Заговор обнаружили. Полиция проследила террористов на Невском. Метальщики с бомбами ждали выезда государя. Бомбы напоминали книги — большие, плоские. Александр, студент Петербургского университета, собственноручно набивал их динамитом, вставлял запалы… Государь не проехал мимо Аничкина дворца, изменив маршрут. Метальщиков арестовали, арестовали и Ульянова. На судебной скамье Александр держался с достоинством. Он понимал, за что умирал! Его портрет в нелегальных изданиях запомнился ей на всю жизнь. Черные вьющиеся волосы и тонкое, одухотворенное лицо. Крепко сжатый рот и трагические глаза.
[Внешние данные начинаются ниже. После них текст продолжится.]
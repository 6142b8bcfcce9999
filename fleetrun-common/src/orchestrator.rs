//! Fleet-wide composition of poller, executor, agent client and tracker.

use crate::agent::{AgentClient, AgentFunction};
use crate::config::FleetConfig;
use crate::errors::{ExecError, OrchestratorError};
use crate::exec::{ExecResult, RemoteExecutor};
use crate::poller::{HostStatus, PollerConfig, ReadinessPoller};
use crate::topology::FleetTopology;
use crate::tracker::ResourceTracker;
use crate::transport::{ProcessRunner, ShellRunner};
use futures::stream::{self, StreamExt};
use std::collections::BTreeMap;
use std::time::Duration;
use tracing::{info, warn};

/// Datastore mount point on workers.
pub const DEFAULT_DATASTORE_PATH: &str = "/mnt/rediacc";

/// Installs or updates the agent on one host.
///
/// Building and shipping the agent is outside this crate; the orchestrator
/// only decides which hosts need it.
pub trait AgentDeployer: Send + Sync {
    /// Version every host should report, or `None` to skip the comparison.
    fn expected_version(&self) -> Option<String>;

    fn deploy(&self, address: &str) -> impl Future<Output = Result<(), String>> + Send;
}

/// Deployer that never deploys.
#[derive(Debug, Clone, Copy, Default)]
pub struct NoDeploy;

impl AgentDeployer for NoDeploy {
    fn expected_version(&self) -> Option<String> {
        None
    }

    async fn deploy(&self, _address: &str) -> Result<(), String> {
        Ok(())
    }
}

#[derive(Debug, Clone)]
pub struct OrchestratorSettings {
    /// Overall deadline per host while waiting for the fleet.
    pub wait_deadline: Duration,
    pub poll_interval: Duration,
    pub datastore_path: String,
    pub datastore_size: String,
    pub datastore_timeout: Duration,
    /// Include storage nodes in waits, status, deployment and verification.
    /// On by default: the fleet is relay, workers and storage nodes.
    pub include_storage: bool,
}

impl Default for OrchestratorSettings {
    fn default() -> Self {
        Self {
            wait_deadline: Duration::from_secs(180),
            poll_interval: Duration::from_secs(2),
            datastore_path: DEFAULT_DATASTORE_PATH.to_string(),
            datastore_size: "10G".to_string(),
            datastore_timeout: Duration::from_secs(120),
            include_storage: true,
        }
    }
}

/// Drives readiness and setup across the whole fleet.
#[derive(Debug, Clone)]
pub struct FleetOrchestrator<R: ProcessRunner = ShellRunner> {
    topology: FleetTopology,
    poller: ReadinessPoller<R>,
    executor: RemoteExecutor<R>,
    settings: OrchestratorSettings,
}

impl<R: ProcessRunner> FleetOrchestrator<R> {
    pub fn new(
        topology: FleetTopology,
        poller: ReadinessPoller<R>,
        executor: RemoteExecutor<R>,
        settings: OrchestratorSettings,
    ) -> Self {
        Self {
            topology,
            poller,
            executor,
            settings,
        }
    }

    /// Wire every component from a loaded configuration.
    pub fn from_config(config: &FleetConfig, runner: R, settings: OrchestratorSettings) -> Self {
        let exec_config = config.exec_config();
        let poller = ReadinessPoller::new(
            runner.clone(),
            PollerConfig {
                agent_bin: config.agent_bin.clone(),
                ssh: config.ssh_options(),
                ..PollerConfig::default()
            },
        );
        let executor = RemoteExecutor::new(runner, exec_config, config.topology.relay_address());
        Self::new(config.topology.clone(), poller, executor, settings)
    }

    pub fn topology(&self) -> &FleetTopology {
        &self.topology
    }

    pub fn poller(&self) -> &ReadinessPoller<R> {
        &self.poller
    }

    pub fn executor(&self) -> &RemoteExecutor<R> {
        &self.executor
    }

    pub fn settings(&self) -> &OrchestratorSettings {
        &self.settings
    }

    /// Hosts covered by fleet-wide operations.
    pub fn fleet_addresses(&self) -> Vec<String> {
        if self.settings.include_storage {
            self.topology.all_addresses_including_storage()
        } else {
            self.topology.all_addresses()
        }
    }

    /// Per-host status, keyed by address.
    pub async fn status(&self) -> BTreeMap<String, HostStatus> {
        self.poller.probe_all(&self.fleet_addresses()).await
    }

    /// Wait until every host answers ping and ssh.
    pub async fn wait_for_fleet(&self) -> bool {
        self.poller
            .wait_for_all(
                &self.fleet_addresses(),
                self.settings.wait_deadline,
                self.settings.poll_interval,
            )
            .await
    }

    /// Wait for the fleet, redeploy out-of-date agents, then verify.
    ///
    /// A failed wait is not an error by itself; the final verification
    /// reports exactly which hosts are unusable.
    pub async fn prepare_fleet<D: AgentDeployer>(
        &self,
        deployer: &D,
    ) -> Result<(), OrchestratorError> {
        let addresses = self.fleet_addresses();
        info!(hosts = addresses.len(), "Preparing fleet");

        if !self.wait_for_fleet().await {
            warn!("Not every host became ready before the deadline");
        }

        if let Some(expected) = deployer.expected_version() {
            let stale = self.stale_hosts(&addresses, &expected).await;
            for host in stale {
                info!(host = %host, expected = %expected, "Deploying agent");
                deployer
                    .deploy(&host)
                    .await
                    .map_err(|message| OrchestratorError::Deploy {
                        host: host.clone(),
                        message,
                    })?;
            }
        }

        self.poller.verify_fleet_ready(&addresses).await?;
        Ok(())
    }

    /// Hosts whose agent is missing or does not report `expected`.
    async fn stale_hosts(&self, addresses: &[String], expected: &str) -> Vec<String> {
        let versions: Vec<(String, Option<String>)> = stream::iter(addresses)
            .map(|addr| async move { (addr.clone(), self.poller.agent_version(addr).await) })
            .buffered(self.poller.config().max_parallel.max(1))
            .collect()
            .await;

        versions
            .into_iter()
            .filter(|(host, version)| {
                let current = version
                    .as_deref()
                    .is_some_and(|v| reports_version(v, expected));
                if !current {
                    info!(
                        host = %host,
                        found = version.as_deref().unwrap_or("none"),
                        expected = %expected,
                        "Agent version mismatch"
                    );
                }
                !current
            })
            .map(|(host, _)| host)
            .collect()
    }

    /// Run `datastore_init` on each worker in turn, stopping at the first
    /// failure.
    pub async fn initialize_datastores(&self) -> Result<(), OrchestratorError> {
        let client = AgentClient::new(self.executor.clone())
            .with_timeout(self.settings.datastore_timeout);
        let invocation = client
            .invocation(AgentFunction::DatastoreInit)
            .flag("datastore-path", &self.settings.datastore_path)
            .flag("size", &self.settings.datastore_size)
            .switch("force");

        for host in self.topology.worker_addresses() {
            info!(host = %host, path = %self.settings.datastore_path, "Initializing datastore");
            let call = client.call_on(&host, &invocation).await?;
            if !call.succeeded() {
                return Err(OrchestratorError::Datastore {
                    host,
                    exit_code: call.result.exit_code,
                    stderr: call.result.stderr.trim().to_string(),
                });
            }
        }
        info!(workers = self.topology.worker_ids().len(), "All datastores initialized");
        Ok(())
    }

    /// Run `command` on every worker, results in worker order.
    pub async fn execute_on_workers(
        &self,
        command: &str,
        timeout: Option<Duration>,
    ) -> Result<Vec<(String, ExecResult)>, ExecError> {
        self.executor
            .execute_on_all(&self.topology.worker_addresses(), command, timeout)
            .await
    }

    /// Agent client relaying to `target`, with the datastore path applied.
    pub fn agent_client(&self, target: &str) -> AgentClient<R> {
        AgentClient::new(self.executor.with_target(target))
            .with_datastore_path(self.settings.datastore_path.clone())
    }

    /// Fresh tracker for one test run against `target`.
    pub fn tracker(&self, target: &str) -> ResourceTracker<R> {
        ResourceTracker::new(self.agent_client(target))
    }
}

/// True when one whitespace-separated token of `line` is exactly
/// `expected`, ignoring a leading `v` on either side.
fn reports_version(line: &str, expected: &str) -> bool {
    let expected = expected.trim().trim_start_matches('v');
    !expected.is_empty()
        && line
            .split_whitespace()
            .any(|token| token.trim_start_matches('v') == expected)
}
И вот теперь с семьей Александра Ульянова знакомилась Мария Петровна… Увидеть мать, которая смогла сказать сыну перед казнью: «Мужайся! Мужайся!»…

— Я знала, что больше не увижу его… Не помню, как пришла домой. Легла. Чувствовала, что больше жить не могу. Никаких мыслей, одно желание — смерть. Да, смерть, чтобы ничего не чувствовать. Сколько лежала, не знаю. Вспомнила девочку… Ей-то всего было восемь. — Мария Александровна сокрушенно покачала головой. — Я забыла о ней, забыла обо всем… И тут я поняла: нельзя умирать, надо жить!

Девушка с нежностью смотрела на Марию Александровну Ульянову. Невысокая. Худощавая. Густые седые волосы. Тонкое лицо. Суховатыми пальцами она быстро перебирала спицы с зеленой шерстью.

Они сидели в просторной столовой с большим квадратным столом под хрустящей белоснежной скатертью, накрытым для вечернего чая — простые фарфоровые чашки, тарелочки, резная сухарница, вазочки с вишневым вареньем.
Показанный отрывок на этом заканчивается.